I started this site in 2005 and as you can see, never quite had much time to update it, hehe.

Well, that's it - thanks for dropping by.

Oh and the stories are best enjoyed with a hot cup of your favourite drink, haha!

Wednesday, October 26, 2005

Even Angels Fall - [Prologue]

The day it all happened.

Image Hosted by ImageShack.us

She couldn't move. Couldn't breathe, couldn't think.

Funerals weren't supposed to take place on days like this. It was a bright, sunny day and Lexy could almost smell vanilla in the air, wafering its way up to her from the ice cream truck at the corner of Lakefield Street. Vanilla. The smell itself brought back memories, happy ones. It was her mother's favourite ice cream and her mother rarely liked sweet food. Thats why Lexy was able to get both her and her mother's share of sweets - because her mother didn't like sweet food.

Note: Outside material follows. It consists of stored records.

use std::collections::HashMap;
use std::sync::Arc;

use audittrail_core::{AppError, AppResult, UserIdentity};
use audittrail_domain::{
    AuditTrailEvent, AuditTrailEventDescriptor, AuditTrailFilters, AuditTrailListingQuery,
    AuditTrailOrderBy, CategoryReference, FilterValidation, Pager, PagerParameters, PagerSummary,
    Permission,
};
use serde_json::json;
use tracing::{debug, warn};

use crate::{
    AuditTrailDisplayManager, AuditTrailManager, AuthorizationService, DisplayType, Shape,
    SiteService,
};

/// Request values for the audit trail listing.
#[derive(Debug, Clone, Default, PartialEq, Eq)]
pub struct IndexAuditTrailInput {
    /// Raw paging values.
    pub pager_parameters: PagerParameters,
    /// Requested order, date descending when absent.
    pub order_by: Option<AuditTrailOrderBy>,
    /// Filters parsed from the query string.
    pub filters: AuditTrailFilters,
    /// Errors raised while binding the paging and ordering values.
    pub parameter_validation: FilterValidation,
}

impl From<AuditTrailListingQuery> for IndexAuditTrailInput {
    fn from(query: AuditTrailListingQuery) -> Self {
        Self {
            pager_parameters: query.pager_parameters,
            order_by: query.order_by,
            filters: query.filters,
            parameter_validation: query.validation,
        }
    }
}

/// One listed event with everything needed to render its row.
#[derive(Debug, Clone, PartialEq)]
pub struct AuditTrailEventSummaryViewModel {
    /// The event itself.
    pub event: AuditTrailEvent,
    /// Descriptor matched by full name, or the default descriptor.
    pub event_descriptor: AuditTrailEventDescriptor,
    /// Category of the descriptor.
    pub category_descriptor: CategoryReference,
    /// `SummaryAdmin` event shape.
    pub summary_shape: Shape,
    /// `SummaryAdmin` actions shape.
    pub actions_shape: Shape,
}

/// Audit trail listing page.
#[derive(Debug, Clone, PartialEq)]
pub struct AuditTrailViewModel {
    /// Listed events, empty when filter binding failed.
    pub events: Vec<AuditTrailEventSummaryViewModel>,
    /// Filter form shape.
    pub filters_shape: Shape,
    /// Order the events were sorted by.
    pub order_by: AuditTrailOrderBy,
    /// Pager values, computed from the query's total count.
    pub pager: PagerSummary,
    /// Pager shape.
    pub pager_shape: Shape,
}

/// Audit trail event page.
#[derive(Debug, Clone, PartialEq)]
pub struct AuditTrailDetailViewModel {
    /// The event itself.
    pub event: AuditTrailEvent,
    /// Descriptor matched by full name, or the default descriptor.
    pub descriptor: AuditTrailEventDescriptor,
    /// `Detail` event shape.
    pub details_shape: Shape,
}

/// Admin use-cases behind the audit trail pages.
#[derive(Clone)]
pub struct AuditTrailAdminService {
    authorization_service: AuthorizationService,
    site_service: SiteService,
    audit_trail_manager: AuditTrailManager,
    display_manager: Arc<dyn AuditTrailDisplayManager>,
}

impl AuditTrailAdminService {
    /// Creates the service from its collaborators.
    #[must_use]
    pub fn new(
        authorization_service: AuthorizationService,
        site_service: SiteService,
        audit_trail_manager: AuditTrailManager,
        display_manager: Arc<dyn AuditTrailDisplayManager>,
    ) -> Self {
        Self {
            authorization_service,
            site_service,
            audit_trail_manager,
            display_manager,
        }
    }

    /// Builds one filtered, ordered page of the audit trail.
    ///
    /// When filter binding fails the listing is emptied, but the pager still
    /// reports the total count of the query that ran.
    pub async fn index(
        &self,
        actor: &UserIdentity,
        input: IndexAuditTrailInput,
    ) -> AppResult<AuditTrailViewModel> {
        self.authorization_service
            .require_permission(actor, Permission::ViewAuditTrail)
            .await?;

        let tenant_id = actor.tenant_id();
        let site_settings = self.site_service.site_settings(tenant_id).await?;
        let pager = Pager::new(
            input.pager_parameters,
            site_settings.page_size,
            site_settings.max_page_size,
        );
        let bound = input.filters.bind();
        let mut validation = input.parameter_validation;
        validation.merge(bound.validation);
        let order_by = input.order_by.unwrap_or_default();

        let mut search_result = self
            .audit_trail_manager
            .get_events(tenant_id, &pager, &bound.criteria, order_by)
            .await?;
        if !validation.is_valid() {
            warn!(
                subject = actor.subject(),
                errors = validation.errors().len(),
                "audit trail query failed validation, hiding events"
            );
            search_result.events.clear();
        }

        let pager_summary = pager.summarize(search_result.total_count);
        let pager_shape = Shape::new("Pager")
            .with_property("page", json!(pager_summary.page))
            .with_property("page_size", json!(pager_summary.page_size))
            .with_property("total_item_count", json!(pager_summary.total_item_count));

        let event_descriptors: HashMap<&str, &AuditTrailEventDescriptor> = self
            .audit_trail_manager
            .describe_categories()
            .iter()
            .flat_map(|category| category.events.iter())
            .map(|descriptor| (descriptor.full_name.as_str(), descriptor))
            .collect();

        let mut events = Vec::with_capacity(search_result.events.len());
        for event in search_result.events {
            let event_descriptor = event_descriptors
                .get(event.full_name().as_str())
                .map(|descriptor| (*descriptor).clone())
                .unwrap_or_else(|| AuditTrailEventDescriptor::default_for(&event));

            let summary_shape = self
                .display_manager
                .build_display_event(&event, DisplayType::SummaryAdmin)
                .await?;
            let actions_shape = self
                .display_manager
                .build_display_actions(&event, DisplayType::SummaryAdmin)
                .await?;

            events.push(AuditTrailEventSummaryViewModel {
                category_descriptor: event_descriptor.category.clone(),
                event,
                event_descriptor,
                summary_shape,
                actions_shape,
            });
        }

        let filters_shape = self
            .display_manager
            .build_display_filters(&input.filters, &validation)
            .await?;

        debug!(
            %tenant_id,
            listed = events.len(),
            total = pager_summary.total_item_count,
            "audit trail page built"
        );

        Ok(AuditTrailViewModel {
            events,
            filters_shape,
            order_by,
            pager: pager_summary,
            pager_shape,
        })
    }

    /// Builds the page for one audit trail event.
    pub async fn detail(
        &self,
        actor: &UserIdentity,
        audit_trail_event_id: &str,
    ) -> AppResult<AuditTrailDetailViewModel> {
        self.authorization_service
            .require_permission(actor, Permission::ViewAuditTrail)
            .await?;

        let event = self
            .audit_trail_manager
            .get_event(actor.tenant_id(), audit_trail_event_id)
            .await?
            .ok_or_else(|| {
                AppError::NotFound(format!(
                    "audit trail event '{audit_trail_event_id}' does not exist"
                ))
            })?;

        let descriptor = self.audit_trail_manager.describe_event(&event);
        let details_shape = self
            .display_manager
            .build_display_event(&event, DisplayType::Detail)
            .await?;

        Ok(AuditTrailDetailViewModel {
            event,
            descriptor,
            details_shape,
        })
    }
}
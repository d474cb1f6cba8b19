use std::collections::BTreeMap;

use serde::{Deserialize, Serialize};

/// What a generated artifact becomes in the React project.
#[derive(Debug, Clone, Copy, PartialEq, Eq, Hash, PartialOrd, Ord, Serialize, Deserialize)]
#[serde(rename_all = "lowercase")]
pub enum ArtifactKind {
    Component,
    Page,
}

impl ArtifactKind {
    /// Directory under `src/` the artifact is written to.
    pub fn dir_name(self) -> &'static str {
        match self {
            ArtifactKind::Component => "components",
            ArtifactKind::Page => "pages",
        }
    }
}

/// Code and stylesheet text for one artifact. Either half may be empty.
#[derive(Debug, Clone, Default, PartialEq, Eq, Serialize)]
pub struct ArtifactPair {
    pub code: String,
    pub style: String,
}

impl ArtifactPair {
    pub fn new(code: impl Into<String>, style: impl Into<String>) -> Self {
        Self {
            code: code.into(),
            style: style.into(),
        }
    }

    pub fn is_empty(&self) -> bool {
        self.code.is_empty() && self.style.is_empty()
    }
}

/// One model response, before anything has been pulled out of it.
#[derive(Debug, Clone)]
pub struct RawArtifact {
    pub name: String,
    pub kind: ArtifactKind,
    pub text: String,
}

/// Fenced blocks selected out of a response, not yet repaired.
#[derive(Debug, Clone)]
pub struct ExtractedArtifact {
    pub name: String,
    pub kind: ArtifactKind,
    pub pair: ArtifactPair,
}

/// Final per-artifact output plus what the normalizer did to it.
#[derive(Debug, Clone, Serialize)]
pub struct SanitizedArtifact {
    pub name: String,
    pub kind: ArtifactKind,
    pub pair: ArtifactPair,
    pub dropped_imports: Vec<String>,
    pub code_missing: bool,
    pub style_missing: bool,
}

/// Artifacts of one generation run, keyed by name within each kind.
#[derive(Debug, Clone, Default)]
pub struct ArtifactSet {
    pub components: BTreeMap<String, ArtifactPair>,
    pub pages: BTreeMap<String, ArtifactPair>,
}

impl ArtifactSet {
    /// Insert a pair, returning the one it replaced.
    pub fn insert(&mut self, kind: ArtifactKind, name: &str, pair: ArtifactPair) -> Option<ArtifactPair> {
        self.map_mut(kind).insert(name.to_string(), pair)
    }

    pub fn get(&self, kind: ArtifactKind, name: &str) -> Option<&ArtifactPair> {
        self.map(kind).get(name)
    }

    pub fn len(&self) -> usize {
        self.components.len() + self.pages.len()
    }

    pub fn is_empty(&self) -> bool {
        self.len() == 0
    }

    /// Components first, then pages, each in name order.
    pub fn iter(&self) -> impl Iterator<Item = (ArtifactKind, &str, &ArtifactPair)> {
        let components = self
            .components
            .iter()
            .map(|(name, pair)| (ArtifactKind::Component, name.as_str(), pair));
        let pages = self
            .pages
            .iter()
            .map(|(name, pair)| (ArtifactKind::Page, name.as_str(), pair));
        components.chain(pages)
    }

    fn map(&self, kind: ArtifactKind) -> &BTreeMap<String, ArtifactPair> {
        match kind {
            ArtifactKind::Component => &self.components,
            ArtifactKind::Page => &self.pages,
        }
    }

    fn map_mut(&mut self, kind: ArtifactKind) -> &mut BTreeMap<String, ArtifactPair> {
        match kind {
            ArtifactKind::Component => &mut self.components,
            ArtifactKind::Page => &mut self.pages,
        }
    }
}

// ── Tests ──

#[cfg(test)]
mod tests {
    use super::*;

    #[test]
    fn kinds_are_kept_apart() {
        let mut set = ArtifactSet::default();
        set.insert(ArtifactKind::Component, "Hero", ArtifactPair::new("a", ""));
        set.insert(ArtifactKind::Page, "Hero", ArtifactPair::new("b", ""));
        assert_eq!(set.len(), 2);
        assert_eq!(set.get(ArtifactKind::Component, "Hero").unwrap().code, "a");
        assert_eq!(set.get(ArtifactKind::Page, "Hero").unwrap().code, "b");
    }

    #[test]
    fn insert_replaces_same_name() {
        let mut set = ArtifactSet::default();
        set.insert(ArtifactKind::Page, "Main", ArtifactPair::new("old", ""));
        let prev = set.insert(ArtifactKind::Page, "Main", ArtifactPair::new("new", ""));
        assert_eq!(prev.map(|p| p.code).as_deref(), Some("old"));
        assert_eq!(set.len(), 1);
    }

    #[test]
    fn iter_orders_components_before_pages() {
        let mut set = ArtifactSet::default();
        set.insert(ArtifactKind::Page, "Checkout", ArtifactPair::default());
        set.insert(ArtifactKind::Component, "Navbar", ArtifactPair::default());
        set.insert(ArtifactKind::Component, "Footer", ArtifactPair::default());
        let names: Vec<_> = set.iter().map(|(_, name, _)| name).collect();
        assert_eq!(names, ["Footer", "Navbar", "Checkout"]);
    }

    #[test]
    fn kind_serializes_lowercase() {
        let json = serde_json::to_string(&ArtifactKind::Component).unwrap();
        assert_eq!(json, "\"component\"");
    }
}
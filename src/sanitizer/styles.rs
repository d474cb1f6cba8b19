use std::sync::LazyLock;

use regex::Regex;
use tracing::debug;

use super::baseline::BASELINE_CSS;

// Selector lines
static SEMIS_BEFORE_BRACE_RE: LazyLock<Regex> = LazyLock::new(|| Regex::new(r";+\s*\{").unwrap());
static COMMA_SEMI_SELECTOR_RE: LazyLock<Regex> = LazyLock::new(|| Regex::new(r",\s*;\s*").unwrap());
static TRAILING_SEMI_RE: LazyLock<Regex> = LazyLock::new(|| Regex::new(r";\s*$").unwrap());

// Declaration lines
static SEMI_RUN_RE: LazyLock<Regex> = LazyLock::new(|| Regex::new(r";{2,}").unwrap());
static COMMA_SEMI_RE: LazyLock<Regex> = LazyLock::new(|| Regex::new(r",[ \t]*;").unwrap());
static PROPERTY_NAME_RE: LazyLock<Regex> =
    LazyLock::new(|| Regex::new(r"^(-{0,2}[A-Za-z_][\w-]*)[ \t]*:[ \t]*").unwrap());

// Whole-text safety net
static UNTERMINATED_LAST_RE: LazyLock<Regex> = LazyLock::new(|| {
    Regex::new(r"(?m)^([ \t]*-{0,2}[A-Za-z_][\w-]*[ \t]*:[^;{}\n]*[^;{}\s,])[ \t]*\z").unwrap()
});
static SEMI_BEFORE_OPEN_RE: LazyLock<Regex> = LazyLock::new(|| Regex::new(r";+[ \t]*\{").unwrap());

const INDENT: &str = "  ";

/// Which kind of block the line pass is inside, taken from the outermost opener.
#[derive(Debug, Clone, Copy, PartialEq, Eq)]
pub enum Scope {
    Outside,
    InRule,
    InAtRule,
    InKeyframes,
}

/// Brace tracking for the line pass. Depth never goes below zero, and the
/// scope is `Outside` exactly when depth is zero.
#[derive(Debug, Clone, Copy)]
pub struct ScopeTracker {
    scope: Scope,
    depth: usize,
}

impl Default for ScopeTracker {
    fn default() -> Self {
        Self {
            scope: Scope::Outside,
            depth: 0,
        }
    }
}

impl ScopeTracker {
    pub fn scope(&self) -> Scope {
        self.scope
    }

    pub fn depth(&self) -> usize {
        self.depth
    }

    pub fn open(&mut self, selector: &str) {
        if self.depth == 0 {
            self.scope = classify_opener(selector);
        }
        self.depth += 1;
    }

    /// Extra closing braces are absorbed at depth zero.
    pub fn close(&mut self) {
        self.depth = self.depth.saturating_sub(1);
        if self.depth == 0 {
            self.scope = Scope::Outside;
        }
    }

    fn inside(&self) -> bool {
        self.scope != Scope::Outside
    }
}

fn classify_opener(selector: &str) -> Scope {
    if selector.starts_with('@') {
        if selector.contains("keyframes") {
            Scope::InKeyframes
        } else {
            Scope::InAtRule
        }
    } else {
        Scope::InRule
    }
}

/// Repair common stylesheet damage in model output.
///
/// Empty input stays empty. Anything else, blank lines included, the text is broken into one
/// declaration per line, repaired line by line, passed through a whole-text
/// cleanup, and given the baseline tokens when it has no `:root` block.
pub fn sanitize_style(css: &str, inject_baseline: bool) -> String {
    if css.is_empty() {
        return String::new();
    }

    let lines = split_rules(css);
    let repaired = repair_lines(&lines);
    let cleaned = cleanup_text(&repaired);

    if inject_baseline && !has_root_scope(&cleaned) {
        debug!("No :root scope, prepending baseline tokens");
        format!("{}\n\n{}", BASELINE_CSS.trim_end(), cleaned)
    } else {
        cleaned
    }
}

pub fn has_root_scope(css: &str) -> bool {
    css.contains(":root")
}

// ── Pre-pass: one-line rules ──

/// Break every line that carries a structural brace into one piece per
/// selector, declaration, and closing brace.
fn split_rules(css: &str) -> Vec<String> {
    let mut splitter = LineSplitter::default();
    css.lines().flat_map(|line| splitter.split(line)).collect()
}

#[derive(Default)]
struct LineSplitter {
    in_comment: bool,
}

impl LineSplitter {
    fn split(&mut self, line: &str) -> Vec<String> {
        let mut pieces = Vec::new();
        let mut current = String::new();
        let mut quote: Option<char> = None;
        let mut parens = 0usize;
        let mut opened = 0usize;
        let mut structural = false;
        let mut chars = line.char_indices().peekable();

        while let Some((_, c)) = chars.next() {
            current.push(c);

            if self.in_comment {
                if c == '*' && chars.peek().is_some_and(|&(_, n)| n == '/') {
                    current.push('/');
                    chars.next();
                    self.in_comment = false;
                }
                continue;
            }
            if let Some(q) = quote {
                if c == '\\' {
                    if let Some((_, escaped)) = chars.next() {
                        current.push(escaped);
                    }
                } else if c == q {
                    quote = None;
                }
                continue;
            }

            match c {
                '"' | '\'' => quote = Some(c),
                '/' if chars.peek().is_some_and(|&(_, n)| n == '*') => {
                    current.push('*');
                    chars.next();
                    self.in_comment = true;
                }
                '(' => parens += 1,
                ')' => parens = parens.saturating_sub(1),
                '{' => {
                    structural = true;
                    opened += 1;
                    flush(&mut pieces, &mut current);
                }
                '}' => {
                    structural = true;
                    opened = opened.saturating_sub(1);
                    current.pop();
                    flush(&mut pieces, &mut current);
                    pieces.push("}".to_string());
                }
                ';' if parens == 0 && opened > 0 => {
                    while chars.peek().is_some_and(|&(_, n)| n == ';') {
                        current.push(';');
                        chars.next();
                    }
                    let next = chars.peek().map_or(line.len(), |&(j, _)| j);
                    if !line[next..].trim_start().starts_with('{') {
                        flush(&mut pieces, &mut current);
                    }
                }
                _ => {}
            }
        }
        flush(&mut pieces, &mut current);

        if !structural || (pieces.len() == 1 && pieces[0] == line.trim()) {
            return vec![line.to_string()];
        }
        pieces
    }
}

fn flush(pieces: &mut Vec<String>, current: &mut String) {
    let piece = current.trim();
    if !piece.is_empty() && !piece.chars().all(|c| c == ';') {
        pieces.push(piece.to_string());
    }
    current.clear();
}

// ── Line pass ──

fn repair_lines(lines: &[String]) -> String {
    let mut tracker = ScopeTracker::default();
    let mut in_comment = false;
    let mut out: Vec<String> = Vec::with_capacity(lines.len());

    for (i, line) in lines.iter().enumerate() {
        let trimmed = line.trim();

        if in_comment {
            in_comment = match trimmed.rfind("*/") {
                Some(end) => opens_comment(&trimmed[end + 2..]),
                None => true,
            };
            out.push(line.clone());
            continue;
        }
        in_comment = opens_comment(trimmed);

        if trimmed.is_empty() {
            out.push(String::new());
            continue;
        }

        if trimmed == "}" {
            tracker.close();
            out.push(format!("{}}}", INDENT.repeat(tracker.depth())));
            continue;
        }

        if trimmed.ends_with('{') {
            let selector = repair_selector(trimmed);
            out.push(format!("{}{}", INDENT.repeat(tracker.depth()), selector));
            tracker.open(&selector);
            continue;
        }

        if looks_like_property(trimmed) && !next_opens_block(lines, i) {
            let guarded = !tracker.inside() && (trimmed.starts_with('@') || trimmed.ends_with(','));
            if !guarded {
                let level = tracker.depth().max(1);
                out.push(format!("{}{}", INDENT.repeat(level), repair_declaration(trimmed)));
                continue;
            }
        }

        out.push(line.clone());
    }

    out.join("\n")
}

/// `.a;; {` → `.a {`, `h1,; h2 {` → `h1, h2 {`.
fn repair_selector(line: &str) -> String {
    let line = SEMIS_BEFORE_BRACE_RE.replace_all(line, " {");
    let line = COMMA_SEMI_SELECTOR_RE.replace_all(&line, ", ");
    let head = line.trim_end_matches('{');
    let head = TRAILING_SEMI_RE.replace(head, "");
    let head = head.trim_end();
    if head.is_empty() {
        "{".to_string()
    } else {
        format!("{} {{", head)
    }
}

/// `color:red;;` → `color: red;`, `font-family: a, b,` → `font-family: a, b;`.
fn repair_declaration(line: &str) -> String {
    let mut decl = line.to_string();
    if !decl.ends_with(';') {
        decl.push(';');
    }
    let decl = SEMI_RUN_RE.replace_all(&decl, ";");
    let decl = COMMA_SEMI_RE.replace_all(&decl, ";");
    PROPERTY_NAME_RE.replace(&decl, "$1: ").into_owned()
}

fn looks_like_property(trimmed: &str) -> bool {
    trimmed.contains(':') && !is_comment(trimmed)
}

fn is_comment(trimmed: &str) -> bool {
    trimmed.starts_with("/*") || trimmed.starts_with('*') || trimmed.starts_with("//")
}

/// True when the line leaves a `/*` comment open.
fn opens_comment(text: &str) -> bool {
    match (text.rfind("/*"), text.rfind("*/")) {
        (Some(open), Some(close)) => open > close,
        (Some(_), None) => true,
        _ => false,
    }
}

/// A selector whose brace sits alone on the following line, e.g. `a:hover` / `{`.
fn next_opens_block(lines: &[String], i: usize) -> bool {
    lines[i + 1..]
        .iter()
        .map(|l| l.trim())
        .find(|l| !l.is_empty())
        .is_some_and(|l| l.starts_with('{'))
}

// ── Whole-text safety net ──

fn cleanup_text(css: &str) -> String {
    let css = UNTERMINATED_LAST_RE.replace(css, "$1;");
    let css = SEMI_BEFORE_OPEN_RE.replace_all(&css, " {");
    let css = COMMA_SEMI_RE.replace_all(&css, ";");
    SEMI_RUN_RE.replace_all(&css, ";").into_owned()
}

// ── Tests ──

Lexy felt devoid of emotion. She knew she was supposed to feel sad or at least some form of sadness at the death of the woman who had so lovingly brought her into this world and who had shielded her from most of its dangers to the best of her ability. But she couldn't. She felt numb, strangely detached from her surroundings. It was her first out-of-body experience - she felt like she was standing apart from the rest of the mourners, overlooking the proceedings with practised calm.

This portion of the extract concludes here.